> TASK INPUT:
---+---
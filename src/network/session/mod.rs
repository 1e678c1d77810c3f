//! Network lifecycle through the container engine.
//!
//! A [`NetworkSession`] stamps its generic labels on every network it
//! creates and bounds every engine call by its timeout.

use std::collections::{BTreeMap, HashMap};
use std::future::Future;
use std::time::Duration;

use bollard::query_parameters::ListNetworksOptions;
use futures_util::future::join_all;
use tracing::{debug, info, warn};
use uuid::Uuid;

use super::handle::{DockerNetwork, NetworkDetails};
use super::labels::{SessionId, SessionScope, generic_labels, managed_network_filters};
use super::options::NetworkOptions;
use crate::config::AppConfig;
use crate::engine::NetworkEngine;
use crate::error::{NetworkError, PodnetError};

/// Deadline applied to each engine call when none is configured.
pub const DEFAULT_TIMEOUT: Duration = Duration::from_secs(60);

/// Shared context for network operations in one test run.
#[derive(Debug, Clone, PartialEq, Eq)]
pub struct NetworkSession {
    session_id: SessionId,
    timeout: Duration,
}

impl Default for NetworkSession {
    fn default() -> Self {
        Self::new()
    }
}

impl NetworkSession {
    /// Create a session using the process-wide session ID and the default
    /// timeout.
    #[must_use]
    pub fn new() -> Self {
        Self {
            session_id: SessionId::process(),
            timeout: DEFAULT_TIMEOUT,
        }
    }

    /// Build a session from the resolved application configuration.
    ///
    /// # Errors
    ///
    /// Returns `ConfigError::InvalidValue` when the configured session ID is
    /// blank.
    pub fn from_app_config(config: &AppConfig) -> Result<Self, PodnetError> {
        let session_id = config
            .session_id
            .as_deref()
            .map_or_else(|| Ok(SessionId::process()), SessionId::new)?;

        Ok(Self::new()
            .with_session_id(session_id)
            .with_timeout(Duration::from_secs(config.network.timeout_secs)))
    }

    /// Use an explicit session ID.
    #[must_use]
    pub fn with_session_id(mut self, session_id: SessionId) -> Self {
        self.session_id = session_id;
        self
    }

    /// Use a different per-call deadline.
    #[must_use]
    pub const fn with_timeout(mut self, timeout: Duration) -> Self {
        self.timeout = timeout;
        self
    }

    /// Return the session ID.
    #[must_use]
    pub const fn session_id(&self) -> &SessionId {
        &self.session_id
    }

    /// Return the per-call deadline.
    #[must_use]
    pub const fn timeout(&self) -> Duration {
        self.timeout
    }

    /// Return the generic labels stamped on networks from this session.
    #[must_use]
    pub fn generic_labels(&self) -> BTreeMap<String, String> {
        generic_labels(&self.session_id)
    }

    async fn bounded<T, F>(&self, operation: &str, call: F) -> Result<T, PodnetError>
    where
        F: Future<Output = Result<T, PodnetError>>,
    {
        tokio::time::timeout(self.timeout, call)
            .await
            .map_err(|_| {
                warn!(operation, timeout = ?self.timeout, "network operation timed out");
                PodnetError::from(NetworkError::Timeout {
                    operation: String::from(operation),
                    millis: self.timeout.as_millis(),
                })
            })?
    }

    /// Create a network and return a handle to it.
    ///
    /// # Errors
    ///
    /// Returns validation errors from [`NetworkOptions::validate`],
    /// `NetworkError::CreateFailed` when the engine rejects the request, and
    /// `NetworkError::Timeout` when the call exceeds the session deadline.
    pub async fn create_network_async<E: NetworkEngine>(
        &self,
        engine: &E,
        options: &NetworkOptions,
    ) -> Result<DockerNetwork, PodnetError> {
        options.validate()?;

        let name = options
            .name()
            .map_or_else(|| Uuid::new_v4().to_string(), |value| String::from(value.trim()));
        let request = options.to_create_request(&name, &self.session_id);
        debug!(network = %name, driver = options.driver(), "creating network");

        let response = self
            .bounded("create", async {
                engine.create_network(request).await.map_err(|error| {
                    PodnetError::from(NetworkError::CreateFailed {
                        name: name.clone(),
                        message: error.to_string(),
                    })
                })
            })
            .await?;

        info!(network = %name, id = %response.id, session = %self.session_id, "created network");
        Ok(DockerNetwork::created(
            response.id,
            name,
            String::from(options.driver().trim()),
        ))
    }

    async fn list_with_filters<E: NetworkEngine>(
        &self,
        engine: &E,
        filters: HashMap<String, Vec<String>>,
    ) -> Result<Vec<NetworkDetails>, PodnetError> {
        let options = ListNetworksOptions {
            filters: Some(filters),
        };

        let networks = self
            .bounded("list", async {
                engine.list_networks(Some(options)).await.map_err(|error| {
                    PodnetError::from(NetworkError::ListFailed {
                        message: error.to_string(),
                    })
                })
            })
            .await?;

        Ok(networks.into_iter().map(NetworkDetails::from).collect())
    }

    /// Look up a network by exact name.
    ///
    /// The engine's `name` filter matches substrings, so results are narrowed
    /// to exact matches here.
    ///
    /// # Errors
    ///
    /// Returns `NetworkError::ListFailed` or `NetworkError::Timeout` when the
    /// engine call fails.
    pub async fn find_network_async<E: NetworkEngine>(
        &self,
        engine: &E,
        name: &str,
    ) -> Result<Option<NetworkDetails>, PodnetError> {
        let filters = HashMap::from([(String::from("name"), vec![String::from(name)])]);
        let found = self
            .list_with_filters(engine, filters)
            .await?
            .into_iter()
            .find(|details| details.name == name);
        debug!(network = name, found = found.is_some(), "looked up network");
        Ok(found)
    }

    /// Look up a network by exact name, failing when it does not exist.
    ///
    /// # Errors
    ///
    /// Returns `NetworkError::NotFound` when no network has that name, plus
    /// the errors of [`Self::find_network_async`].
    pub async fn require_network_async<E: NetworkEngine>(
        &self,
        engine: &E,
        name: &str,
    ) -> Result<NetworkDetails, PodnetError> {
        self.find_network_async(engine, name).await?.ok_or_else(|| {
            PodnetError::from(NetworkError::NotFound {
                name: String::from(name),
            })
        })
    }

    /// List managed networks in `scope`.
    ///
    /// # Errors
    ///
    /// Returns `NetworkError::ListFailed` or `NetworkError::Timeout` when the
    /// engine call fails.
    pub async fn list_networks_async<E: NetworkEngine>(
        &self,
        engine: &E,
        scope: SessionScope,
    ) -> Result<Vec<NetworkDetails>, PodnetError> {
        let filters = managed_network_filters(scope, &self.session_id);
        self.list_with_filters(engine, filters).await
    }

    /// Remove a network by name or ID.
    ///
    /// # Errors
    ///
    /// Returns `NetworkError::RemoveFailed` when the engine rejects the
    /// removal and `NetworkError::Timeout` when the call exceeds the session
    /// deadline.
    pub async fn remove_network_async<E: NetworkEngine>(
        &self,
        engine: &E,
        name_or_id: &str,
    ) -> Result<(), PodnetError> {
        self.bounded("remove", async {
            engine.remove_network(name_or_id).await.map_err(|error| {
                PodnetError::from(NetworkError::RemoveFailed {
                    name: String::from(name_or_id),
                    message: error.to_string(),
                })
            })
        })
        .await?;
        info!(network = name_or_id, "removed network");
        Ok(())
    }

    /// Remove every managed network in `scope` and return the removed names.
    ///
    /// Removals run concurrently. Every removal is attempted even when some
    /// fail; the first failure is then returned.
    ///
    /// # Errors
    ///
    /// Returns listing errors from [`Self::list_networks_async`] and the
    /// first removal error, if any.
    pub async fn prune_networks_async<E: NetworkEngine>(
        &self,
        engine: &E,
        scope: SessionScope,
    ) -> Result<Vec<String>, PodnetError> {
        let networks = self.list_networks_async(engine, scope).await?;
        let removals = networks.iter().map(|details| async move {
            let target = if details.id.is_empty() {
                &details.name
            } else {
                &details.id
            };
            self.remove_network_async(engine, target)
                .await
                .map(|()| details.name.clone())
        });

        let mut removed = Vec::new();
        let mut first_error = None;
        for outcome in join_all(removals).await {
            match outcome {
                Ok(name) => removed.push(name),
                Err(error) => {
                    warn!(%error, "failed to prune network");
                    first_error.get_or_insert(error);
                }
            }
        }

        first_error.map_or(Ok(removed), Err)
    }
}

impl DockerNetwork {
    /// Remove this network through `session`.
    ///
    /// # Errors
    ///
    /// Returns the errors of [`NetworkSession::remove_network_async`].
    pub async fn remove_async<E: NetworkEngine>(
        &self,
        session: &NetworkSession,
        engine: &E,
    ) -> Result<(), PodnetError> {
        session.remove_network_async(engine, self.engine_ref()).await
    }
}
---+---
Your output must be the lines of the material above, from the first through the line that contains "use std::time::Duration;", copied exactly. Include both endpoints and nothing else.

> PROBLEM SOLUTION:
filename src/network/session/mod.rs
repository 1e678c1d77810c3f
//! Network lifecycle through the container engine.
//!
//! A [`NetworkSession`] stamps its generic labels on every network it
//! creates and bounds every engine call by its timeout.

use std::collections::{BTreeMap, HashMap};
use std::future::Future;
use std::time::Duration;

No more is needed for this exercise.